Haemophilia and thrombophilia: What do we learn about combined inheritance of both genetic variations?

Abstract

For the study presented here 135 pediatric PUP patients with haemophilia consecutively admitted to German pediatric haemophilia treatment centers were investigated. In addition to factor VIII activity, the factor V (FV) G1691A mutation, the factor II (FII) G20210A variant, methylenetetrahydrofolate reductase (MTHFR) T677T genotype, elevated lipoprotein a (Lp a), antithrombin, protein C, and protein S were investigated. 103 out of 122 HA patients (FVIII activity <1%) were suffering from severe HA. The prevalence of prothrombotic risk factors in children with severe haemophilia A (HA) did not differ from previously reported data: FV GA 5.8%, FII GA 3.9%, MTHFR TT 10%, elevated Lp a 7%, protein C type I deficiency 1.1%. The first symptomatic bleeding leading to diagnosis of severe haemophilia occurred with a median age of 1.6 years (range: 0.5-7.1 years) in children carrying prothrombotic risk factors compared to non-carriers (0.9 years (0.1-4.0; p = 0.01).
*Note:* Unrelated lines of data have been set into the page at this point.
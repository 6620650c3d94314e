use std::collections::HashMap;

use axum::extract::Multipart;

use crate::error::{AppError, AppResult};
use crate::storage::{object_name, ObjectStore};
use crate::validation::ImageUpload;

/// A multipart form read fully into memory.
#[derive(Debug, Default)]
pub struct MultipartForm {
    fields: HashMap<String, String>,
    files: HashMap<String, ImageUpload>,
}

impl MultipartForm {
    pub async fn read(mut multipart: Multipart) -> AppResult<Self> {
        let mut form = Self::default();
        while let Some(field) = multipart
            .next_field()
            .await
            .map_err(|e| AppError::BadRequest(e.to_string()))?
        {
            let Some(name) = field.name().map(str::to_string) else {
                continue;
            };
            match field.file_name().map(str::to_string) {
                Some(file_name) => {
                    let content_type = field.content_type().unwrap_or_default().to_string();
                    let bytes = field
                        .bytes()
                        .await
                        .map_err(|e| AppError::BadRequest(e.to_string()))?;
                    // An untouched file input still submits an empty part
                    if file_name.is_empty() && bytes.is_empty() {
                        continue;
                    }
                    form.files.insert(
                        name,
                        ImageUpload {
                            content_type,
                            bytes: bytes.to_vec(),
                        },
                    );
                }
                None => {
                    let value = field
                        .text()
                        .await
                        .map_err(|e| AppError::BadRequest(e.to_string()))?;
                    form.fields.insert(name, value);
                }
            }
        }
        Ok(form)
    }

    pub fn text(&self, name: &str) -> &str {
        self.fields.get(name).map(String::as_str).unwrap_or("")
    }

    pub fn checked(&self, name: &str) -> bool {
        self.fields.contains_key(name)
    }

    pub fn file(&self, name: &str) -> Option<&ImageUpload> {
        self.files.get(name)
    }
}

/// Store a validated image and return its public URL.
pub async fn store_image(
    store: &dyn ObjectStore,
    bucket: &str,
    prefix: Option<&str>,
    user_id: &str,
    image: &ImageUpload,
) -> AppResult<String> {
    image.validate()?;
    let path = object_name(prefix, user_id, image.extension()?);
    store.upload(bucket, &path, &image.bytes).await?;
    Ok(store.public_url(bucket, &path))
}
Two patients presenting with neonotal stroke due to elevated Lp a and the FII GA variant showed haemorrhagic stroke transformation triggered by severe haemophilia. In addition, when haemophilia A was corrected by administration of factor VIII concentrates eight out of 25 children with central lines in place developed catheter-related thrombosis. Conclusion: The data of this multicentre cohort study demonstrate that the clinical phenotype of severe haemophilia A in childhood is clearly influenced by the coinheritance of prothrombotic risk factors.